### Exercise objective
Exactly the lines from the opening of the records through the line containing "const COACH_INSTRUCTION: &str" should be copied, with both included.

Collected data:
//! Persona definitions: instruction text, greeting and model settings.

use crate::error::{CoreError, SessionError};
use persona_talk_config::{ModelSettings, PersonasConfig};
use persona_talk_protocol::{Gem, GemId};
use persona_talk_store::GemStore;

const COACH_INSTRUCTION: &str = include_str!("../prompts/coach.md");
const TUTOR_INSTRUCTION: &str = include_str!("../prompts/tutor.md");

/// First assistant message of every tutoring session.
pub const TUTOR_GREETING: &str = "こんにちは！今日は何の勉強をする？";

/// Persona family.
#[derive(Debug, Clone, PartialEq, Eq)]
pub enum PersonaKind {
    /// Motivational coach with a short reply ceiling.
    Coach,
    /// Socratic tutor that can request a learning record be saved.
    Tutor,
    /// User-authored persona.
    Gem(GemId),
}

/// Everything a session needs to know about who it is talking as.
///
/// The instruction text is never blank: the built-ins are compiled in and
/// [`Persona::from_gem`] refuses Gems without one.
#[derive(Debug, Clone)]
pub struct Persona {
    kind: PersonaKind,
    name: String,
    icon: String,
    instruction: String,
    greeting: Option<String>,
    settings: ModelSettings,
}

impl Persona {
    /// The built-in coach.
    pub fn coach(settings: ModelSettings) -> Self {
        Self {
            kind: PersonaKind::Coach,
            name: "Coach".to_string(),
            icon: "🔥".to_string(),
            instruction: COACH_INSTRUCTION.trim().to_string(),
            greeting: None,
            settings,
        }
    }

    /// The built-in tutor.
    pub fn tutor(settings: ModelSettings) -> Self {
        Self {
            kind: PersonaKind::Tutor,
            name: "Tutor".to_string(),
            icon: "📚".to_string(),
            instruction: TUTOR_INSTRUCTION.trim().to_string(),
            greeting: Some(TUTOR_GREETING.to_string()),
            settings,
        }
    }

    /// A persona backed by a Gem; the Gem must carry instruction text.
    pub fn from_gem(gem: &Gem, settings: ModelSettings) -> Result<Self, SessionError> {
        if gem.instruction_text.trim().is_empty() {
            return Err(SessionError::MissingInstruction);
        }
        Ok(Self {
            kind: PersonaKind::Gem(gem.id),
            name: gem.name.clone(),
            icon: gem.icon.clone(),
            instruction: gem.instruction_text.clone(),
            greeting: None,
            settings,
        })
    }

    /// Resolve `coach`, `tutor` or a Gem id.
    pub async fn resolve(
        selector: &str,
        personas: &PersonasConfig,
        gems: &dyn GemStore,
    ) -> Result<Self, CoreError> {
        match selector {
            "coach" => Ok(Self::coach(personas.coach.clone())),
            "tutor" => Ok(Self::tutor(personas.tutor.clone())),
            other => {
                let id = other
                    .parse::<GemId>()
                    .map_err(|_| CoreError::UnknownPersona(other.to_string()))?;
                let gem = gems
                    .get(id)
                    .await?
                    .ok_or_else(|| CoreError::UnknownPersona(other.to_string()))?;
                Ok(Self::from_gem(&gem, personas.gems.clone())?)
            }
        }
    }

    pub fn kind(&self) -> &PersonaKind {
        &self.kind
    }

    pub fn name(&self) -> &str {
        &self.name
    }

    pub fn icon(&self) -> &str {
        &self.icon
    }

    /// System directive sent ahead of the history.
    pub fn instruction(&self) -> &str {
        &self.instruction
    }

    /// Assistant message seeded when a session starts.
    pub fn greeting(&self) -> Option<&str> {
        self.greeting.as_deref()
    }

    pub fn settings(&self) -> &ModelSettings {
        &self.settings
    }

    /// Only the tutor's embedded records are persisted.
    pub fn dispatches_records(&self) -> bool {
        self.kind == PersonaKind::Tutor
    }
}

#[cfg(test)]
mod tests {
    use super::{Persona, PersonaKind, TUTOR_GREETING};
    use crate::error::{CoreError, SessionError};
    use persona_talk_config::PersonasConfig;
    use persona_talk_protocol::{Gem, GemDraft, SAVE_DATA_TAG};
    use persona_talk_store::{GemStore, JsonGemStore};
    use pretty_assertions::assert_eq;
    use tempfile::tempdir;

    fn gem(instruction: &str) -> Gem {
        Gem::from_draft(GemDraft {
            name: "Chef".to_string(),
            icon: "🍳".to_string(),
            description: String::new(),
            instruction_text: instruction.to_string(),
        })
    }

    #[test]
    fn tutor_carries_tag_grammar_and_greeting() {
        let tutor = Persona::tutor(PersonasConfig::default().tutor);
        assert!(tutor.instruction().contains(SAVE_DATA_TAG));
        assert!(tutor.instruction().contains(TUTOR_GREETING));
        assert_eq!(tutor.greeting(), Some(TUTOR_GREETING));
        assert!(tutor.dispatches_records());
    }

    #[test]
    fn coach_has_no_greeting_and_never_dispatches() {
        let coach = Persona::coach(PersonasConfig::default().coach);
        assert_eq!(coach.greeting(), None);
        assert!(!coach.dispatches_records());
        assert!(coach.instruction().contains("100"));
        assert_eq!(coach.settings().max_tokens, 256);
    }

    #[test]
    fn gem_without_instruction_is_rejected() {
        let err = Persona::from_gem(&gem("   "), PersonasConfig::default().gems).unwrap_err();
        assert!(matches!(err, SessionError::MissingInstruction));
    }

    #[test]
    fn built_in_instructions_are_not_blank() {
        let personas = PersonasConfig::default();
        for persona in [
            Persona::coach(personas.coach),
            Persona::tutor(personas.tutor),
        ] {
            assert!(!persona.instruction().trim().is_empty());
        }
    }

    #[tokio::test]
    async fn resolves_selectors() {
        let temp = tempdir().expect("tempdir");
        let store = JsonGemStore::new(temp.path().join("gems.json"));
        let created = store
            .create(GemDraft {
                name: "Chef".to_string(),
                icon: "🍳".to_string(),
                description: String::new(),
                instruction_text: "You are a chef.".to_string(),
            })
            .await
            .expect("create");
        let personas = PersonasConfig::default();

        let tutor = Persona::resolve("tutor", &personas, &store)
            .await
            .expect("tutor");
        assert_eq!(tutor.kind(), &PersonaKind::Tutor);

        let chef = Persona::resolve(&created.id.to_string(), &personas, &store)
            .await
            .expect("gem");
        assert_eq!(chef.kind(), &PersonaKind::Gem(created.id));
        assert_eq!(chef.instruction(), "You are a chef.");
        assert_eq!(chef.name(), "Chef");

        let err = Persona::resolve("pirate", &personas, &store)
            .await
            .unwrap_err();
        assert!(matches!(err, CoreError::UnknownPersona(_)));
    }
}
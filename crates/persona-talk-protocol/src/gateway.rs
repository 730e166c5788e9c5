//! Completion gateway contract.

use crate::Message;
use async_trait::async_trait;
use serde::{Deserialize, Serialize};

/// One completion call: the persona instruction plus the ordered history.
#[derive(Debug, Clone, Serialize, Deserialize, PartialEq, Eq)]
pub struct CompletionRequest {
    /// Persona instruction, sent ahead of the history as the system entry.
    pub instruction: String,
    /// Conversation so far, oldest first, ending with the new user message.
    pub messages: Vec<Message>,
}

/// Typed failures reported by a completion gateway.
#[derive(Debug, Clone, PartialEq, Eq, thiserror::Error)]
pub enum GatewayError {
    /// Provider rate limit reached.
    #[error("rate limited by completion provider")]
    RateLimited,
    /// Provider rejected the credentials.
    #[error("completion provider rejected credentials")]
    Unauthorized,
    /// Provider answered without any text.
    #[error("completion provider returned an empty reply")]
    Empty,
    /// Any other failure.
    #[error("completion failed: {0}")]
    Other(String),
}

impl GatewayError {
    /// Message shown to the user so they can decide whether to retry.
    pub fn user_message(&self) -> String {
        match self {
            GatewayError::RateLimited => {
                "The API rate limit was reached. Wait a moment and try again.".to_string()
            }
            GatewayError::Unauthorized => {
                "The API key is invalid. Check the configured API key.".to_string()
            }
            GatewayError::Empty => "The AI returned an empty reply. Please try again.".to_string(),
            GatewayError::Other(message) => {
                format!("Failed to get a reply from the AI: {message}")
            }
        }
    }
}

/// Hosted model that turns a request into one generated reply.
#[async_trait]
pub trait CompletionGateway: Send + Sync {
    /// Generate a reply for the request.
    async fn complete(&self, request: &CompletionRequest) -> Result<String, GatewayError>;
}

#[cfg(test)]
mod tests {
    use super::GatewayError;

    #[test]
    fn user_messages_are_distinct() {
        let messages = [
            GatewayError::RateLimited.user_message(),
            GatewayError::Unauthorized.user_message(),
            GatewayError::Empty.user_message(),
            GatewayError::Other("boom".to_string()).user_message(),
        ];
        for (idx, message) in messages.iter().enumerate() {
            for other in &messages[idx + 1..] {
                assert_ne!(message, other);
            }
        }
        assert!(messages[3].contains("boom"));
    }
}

### Result of this task
//! Persona definitions: instruction text, greeting and model settings.

use crate::error::{CoreError, SessionError};
use persona_talk_config::{ModelSettings, PersonasConfig};
use persona_talk_protocol::{Gem, GemId};
use persona_talk_store::GemStore;

const COACH_INSTRUCTION: &str = include_str!("../prompts/coach.md");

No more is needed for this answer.